To illustrate: I have a right to own a home, and I may choose among houses with different numbers of bedrooms. But state lawmakers may decide to offer subsidized mortgage rates only for smaller, two- and three-bedroom homes. Nothing in the Constitution says that if I choose to buy a four-bedroom house, the state must subsidize me. (Whether policymakers should make such choices is a different question.) In like manner, whether I enter into a same-sex union is my decision, but nothing in the Constitution says the state must subsidize it.
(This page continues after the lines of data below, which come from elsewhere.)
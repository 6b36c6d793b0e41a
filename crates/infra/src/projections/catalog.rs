//! Catalog read model: browsable product listing with live stock levels.
//!
//! Joins two streams onto one row. Product events carry the catalog fields;
//! stock events from the inventory streams are folded in through the
//! SKU-derived product id, so shoppers see availability without a second
//! lookup.

use chrono::{DateTime, Utc};
use serde::{Deserialize, Serialize};
use serde_json::Value as JsonValue;

use shopforge_catalog::{ProductEvent, ProductId, PRODUCT_AGGREGATE_TYPE};
use shopforge_events::EventEnvelope;
use shopforge_inventory::{StockEvent, STOCK_AGGREGATE_TYPE};

use crate::projections::{sort_for_replay, ProjectionError, StreamCursors};
use crate::read_model::ReadModelStore;

/// One catalog row, denormalized for browsing.
#[derive(Debug, Clone, PartialEq, Serialize, Deserialize)]
pub struct CatalogEntry {
    pub product_id: ProductId,
    pub sku: String,
    pub name: String,
    pub description: String,
    pub category: String,
    pub tags: Vec<String>,
    pub price_cents: u64,
    pub cost_cents: u64,
    pub rating: Option<f64>,
    pub featured: bool,
    pub active: bool,
    pub stock: u64,
    pub threshold: u64,
    pub created_at: DateTime<Utc>,
    /// False while only stock events have been seen for this SKU.
    pub created: bool,
}

impl CatalogEntry {
    fn placeholder(product_id: ProductId, sku: String, occurred_at: DateTime<Utc>) -> Self {
        Self {
            product_id,
            sku,
            name: String::new(),
            description: String::new(),
            category: String::new(),
            tags: Vec::new(),
            price_cents: 0,
            cost_cents: 0,
            rating: None,
            featured: false,
            active: false,
            stock: 0,
            threshold: 0,
            created_at: occurred_at,
            created: false,
        }
    }

    pub fn in_stock(&self) -> bool {
        self.stock > 0
    }

    pub fn below_threshold(&self) -> bool {
        self.stock <= self.threshold
    }
}

/// Sort order for catalog queries.
#[derive(Debug, Copy, Clone, PartialEq, Eq, Default, Serialize, Deserialize)]
#[serde(rename_all = "snake_case")]
pub enum CatalogSort {
    #[default]
    NameAsc,
    PriceAsc,
    PriceDesc,
    RatingDesc,
    Newest,
}

/// Catalog filter. All filters are conjunctive; `None` means "no constraint".
#[derive(Debug, Clone, Default)]
pub struct CatalogQuery {
    /// Case-insensitive substring over name, description, and tags.
    pub search: Option<String>,
    pub category: Option<String>,
    pub min_price_cents: Option<u64>,
    pub max_price_cents: Option<u64>,
    pub min_rating: Option<f64>,
    pub in_stock: Option<bool>,
    pub featured: Option<bool>,
    /// Inactive products are hidden unless explicitly requested.
    pub include_inactive: bool,
    pub sort: CatalogSort,
    pub limit: u32,
    pub offset: u32,
}

impl CatalogQuery {
    pub const DEFAULT_LIMIT: u32 = 20;

    fn matches(&self, entry: &CatalogEntry) -> bool {
        if !entry.created {
            return false;
        }
        if !self.include_inactive && !entry.active {
            return false;
        }
        if let Some(search) = &self.search {
            let needle = search.to_lowercase();
            let in_name = entry.name.to_lowercase().contains(&needle);
            let in_description = entry.description.to_lowercase().contains(&needle);
            let in_tags = entry
                .tags
                .iter()
                .any(|t| t.to_lowercase().contains(&needle));
            if !(in_name || in_description || in_tags) {
                return false;
            }
        }
        if let Some(category) = &self.category {
            if !entry.category.eq_ignore_ascii_case(category) {
                return false;
            }
        }
        if let Some(min) = self.min_price_cents {
            if entry.price_cents < min {
                return false;
            }
        }
        if let Some(max) = self.max_price_cents {
            if entry.price_cents > max {
                return false;
            }
        }
        if let Some(min_rating) = self.min_rating {
            if entry.rating.is_none_or(|r| r < min_rating) {
                return false;
            }
        }
        if let Some(in_stock) = self.in_stock {
            if entry.in_stock() != in_stock {
                return false;
            }
        }
        if let Some(featured) = self.featured {
            if entry.featured != featured {
                return false;
            }
        }
        true
    }
}

/// One page of catalog results.
#[derive(Debug, Clone, Serialize)]
pub struct CatalogPage {
    pub items: Vec<CatalogEntry>,
    pub total: u64,
    pub has_next: bool,
    pub has_prev: bool,
}

/// Projects product and stock events into [`CatalogEntry`] rows.
pub struct CatalogProjection<S> {
    store: S,
    cursors: StreamCursors,
}

impl<S> CatalogProjection<S>
where
    S: ReadModelStore<ProductId, CatalogEntry>,
{
    pub fn new(store: S) -> Self {
        Self {
            store,
            cursors: StreamCursors::new(),
        }
    }

    /// Look up one catalog row. Rows that exist only as stock placeholders
    /// are not visible.
    pub fn get(&self, product_id: &ProductId) -> Option<CatalogEntry> {
        self.store.get(product_id).filter(|e| e.created)
    }

    pub fn get_by_sku(&self, sku: &str) -> Option<CatalogEntry> {
        self.get(&ProductId::for_sku(sku))
    }

    /// Filter, sort, and paginate the catalog.
    pub fn query(&self, query: &CatalogQuery) -> CatalogPage {
        let mut items: Vec<CatalogEntry> = self
            .store
            .list()
            .into_iter()
            .filter(|e| query.matches(e))
            .collect();

        match query.sort {
            CatalogSort::NameAsc => {
                items.sort_by(|a, b| a.name.to_lowercase().cmp(&b.name.to_lowercase()));
            }
            CatalogSort::PriceAsc => items.sort_by_key(|e| e.price_cents),
            CatalogSort::PriceDesc => items.sort_by_key(|e| std::cmp::Reverse(e.price_cents)),
            CatalogSort::RatingDesc => {
                // Unrated products sort last.
                items.sort_by(|a, b| {
                    b.rating
                        .unwrap_or(-1.0)
                        .total_cmp(&a.rating.unwrap_or(-1.0))
                });
            }
            CatalogSort::Newest => items.sort_by_key(|e| std::cmp::Reverse(e.created_at)),
        }

        let total = items.len() as u64;
        let limit = if query.limit == 0 {
            CatalogQuery::DEFAULT_LIMIT
        } else {
            query.limit
        } as usize;
        let offset = query.offset as usize;

        let items: Vec<CatalogEntry> = items.into_iter().skip(offset).take(limit).collect();
        CatalogPage {
            has_next: (offset + limit) < total as usize,
            has_prev: offset > 0,
            items,
            total,
        }
    }

    /// Apply a published envelope. Envelopes from unrelated streams are
    /// ignored.
    pub fn apply_envelope(
        &self,
        envelope: &EventEnvelope<JsonValue>,
    ) -> Result<(), ProjectionError> {
        match envelope.aggregate_type() {
            PRODUCT_AGGREGATE_TYPE => self.cursors.apply_guarded(envelope, || {
                let event: ProductEvent = serde_json::from_value(envelope.payload().clone())
                    .map_err(|e| ProjectionError::Deserialize(e.to_string()))?;
                self.apply_product_event(envelope, &event)
            }),
            STOCK_AGGREGATE_TYPE => self.cursors.apply_guarded(envelope, || {
                let event: StockEvent = serde_json::from_value(envelope.payload().clone())
                    .map_err(|e| ProjectionError::Deserialize(e.to_string()))?;
                self.apply_stock_event(envelope, &event)
            }),
            _ => Ok(()),
        }
    }

    fn apply_product_event(
        &self,
        envelope: &EventEnvelope<JsonValue>,
        event: &ProductEvent,
    ) -> Result<(), ProjectionError> {
        let product_id = match event {
            ProductEvent::ProductCreated(e) => e.product_id,
            ProductEvent::ProductDetailsUpdated(e) => e.product_id,
            ProductEvent::ProductPriceChanged(e) => e.product_id,
            ProductEvent::ProductRatingSet(e) => e.product_id,
            ProductEvent::ProductFeaturedSet(e) => e.product_id,
            ProductEvent::ProductActivated(e) => e.product_id,
            ProductEvent::ProductDeactivated(e) => e.product_id,
        };
        if product_id.0 != envelope.aggregate_id() {
            return Err(ProjectionError::StreamMismatch(format!(
                "product {} in stream {}",
                product_id.0,
                envelope.aggregate_id()
            )));
        }

        match event {
            ProductEvent::ProductCreated(e) => {
                // Stock events for this SKU may have arrived first; keep
                // whatever balance the placeholder accumulated.
                let mut entry = self
                    .store
                    .get(&product_id)
                    .unwrap_or_else(|| {
                        CatalogEntry::placeholder(product_id, e.sku.clone(), e.occurred_at)
                    });
                entry.sku = e.sku.clone();
                entry.name = e.name.clone();
                entry.description = e.description.clone();
                entry.category = e.category.clone();
                entry.tags = e.tags.clone();
                entry.price_cents = e.price_cents;
                entry.cost_cents = e.cost_cents;
                entry.rating = None;
                entry.featured = e.featured;
                entry.active = true;
                entry.created_at = e.occurred_at;
                entry.created = true;
                self.store.upsert(product_id, entry);
            }
            ProductEvent::ProductDetailsUpdated(e) => {
                if let Some(mut entry) = self.store.get(&product_id) {
                    entry.name = e.name.clone();
                    entry.description = e.description.clone();
                    entry.category = e.category.clone();
                    entry.tags = e.tags.clone();
                    self.store.upsert(product_id, entry);
                }
            }
            ProductEvent::ProductPriceChanged(e) => {
                if let Some(mut entry) = self.store.get(&product_id) {
                    entry.price_cents = e.price_cents;
                    entry.cost_cents = e.cost_cents;
                    self.store.upsert(product_id, entry);
                }
            }
            ProductEvent::ProductRatingSet(e) => {
                if let Some(mut entry) = self.store.get(&product_id) {
                    entry.rating = Some(e.rating);
                    self.store.upsert(product_id, entry);
                }
            }
            ProductEvent::ProductFeaturedSet(e) => {
                if let Some(mut entry) = self.store.get(&product_id) {
                    entry.featured = e.featured;
                    self.store.upsert(product_id, entry);
                }
            }
            ProductEvent::ProductActivated(_) => {
                if let Some(mut entry) = self.store.get(&product_id) {
                    entry.active = true;
                    self.store.upsert(product_id, entry);
                }
            }
            ProductEvent::ProductDeactivated(_) => {
                if let Some(mut entry) = self.store.get(&product_id) {
                    entry.active = false;
                    self.store.upsert(product_id, entry);
                }
            }
        }

        Ok(())
    }

    fn apply_stock_event(
        &self,
        envelope: &EventEnvelope<JsonValue>,
        event: &StockEvent,
    ) -> Result<(), ProjectionError> {
        let (stock_id, sku) = match event {
            StockEvent::StockOpened(e) => (e.stock_id, &e.sku),
            StockEvent::MovementRecorded(e) => (e.stock_id, &e.sku),
            StockEvent::ThresholdSet(e) => (e.stock_id, &e.sku),
        };
        if stock_id.0 != envelope.aggregate_id() {
            return Err(ProjectionError::StreamMismatch(format!(
                "stock record {} in stream {}",
                stock_id.0,
                envelope.aggregate_id()
            )));
        }

        // The join key: a product's catalog row and its stock record share
        // the same SKU.
        let product_id = ProductId::for_sku(sku);
        let mut entry = self.store.get(&product_id).unwrap_or_else(|| {
            let occurred_at = match event {
                StockEvent::StockOpened(e) => e.occurred_at,
                StockEvent::MovementRecorded(e) => e.occurred_at,
                StockEvent::ThresholdSet(e) => e.occurred_at,
            };
            CatalogEntry::placeholder(product_id, sku.clone(), occurred_at)
        });

        match event {
            StockEvent::StockOpened(e) => {
                entry.stock = 0;
                entry.threshold = e.threshold;
            }
            StockEvent::MovementRecorded(e) => {
                entry.stock = e.new_stock;
            }
            StockEvent::ThresholdSet(e) => {
                entry.threshold = e.threshold;
            }
        }
        self.store.upsert(product_id, entry);

        Ok(())
    }

    /// Drop all state and replay the given envelopes in stream order.
    pub fn rebuild_from_scratch(
        &self,
        mut envelopes: Vec<EventEnvelope<JsonValue>>,
    ) -> Result<(), ProjectionError> {
        self.cursors.clear();
        self.store.clear();
        sort_for_replay(&mut envelopes);
        for envelope in &envelopes {
            self.apply_envelope(envelope)?;
        }
        Ok(())
    }
}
All of these factors render Obergefell a good candidate for “the most radical decision ever.”
Reliance Issues
Defenders of Obergefell argue that the court should preserve the decision because overturning it would be too disruptive. They point out that in the intervening decade, many people have contracted same-sex marriages, so a departure could upset what lawyers call “reliance interests.” This is an odd argument coming from people who celebrated when the court upended 6,000 years’ worth of reliance.
In any event, the “reliance” argument for retaining Obergefell is weak.
First, of course, the reliance interests of a decade are insignificant compared with the social and financial disruption Obergefell caused and continues to cause. And the actual amount of reliance on Obergefell is probably overstated. Many post-2015 same-sex marriages occurred in states that permitted them before Obergefell or would continue to recognize them if the decision were overturned.
Other post-2015 same-sex marriages no longer exist. Unfortunately, we don’t have good statistics on how long same-sex marriages last, because in the current academic environment, any researcher who published data detrimental to them probably wouldn’t keep his job. But we do know that the average length of all first marriages is only eight years. So in all likelihood many unions celebrated after Obergefell are no longer in effect, and would not be disrupted if the case were overturned.
To the extent that overturning Obergefell does cause hardship, state legislatures may—and no doubt will—minimize it through remedial laws. Legislatures could validate all same sex marriages, validate all same-sex marriages previously contracted, or create civil union statutes that protect the benefits of marriage.
Religious and Social Issues
Obergefell has spawned some other problems. One is the threat to freedom of religion. State officials hostile to traditional faiths have been encouraged to persecute adherents of those faiths. The opinion for the court in Obergefell tried to discourage this, but as I predicted at the time, it has happened anyway. The Supreme Court has had to deal with religious persecution in several recent cases (see here, here, and here), and the cases the Supreme Court sees are just the tip of the iceberg.
Another issue is social. Research has validated the common-sense observation that children thrive best in households with parents of both genders. The growth in single-parent homes since the 1960s has fostered problems of crime, poverty, and cultural toxicity. Same-sex marriage may or may not have similar consequences for children. But this is an issue the Supreme Court did not—and cannot—effectively consider and resolve. Lawmakers must undertake that task. But they will not be able to do so while Obergefell remains in effect.
Will the Court Act?
The Supreme Court is understandably reluctant to overrule its own cases. But Obergefell is not just another case. It is fundamentally inconsistent with our constitutional system, and it continues to cause damage.
We can take hope from the fact that three of the five justices who decided Obergefell are no longer on the court, but three of the four who dissented still are. One of those dissenters was Chief Justice John Roberts, who expressed his outrage by asking, “Just who do we think we are?”
Although the court usually acts slowly, delay in this instance is not advisable. The justices should overrule Obergefell at the earliest appropriate opportunity.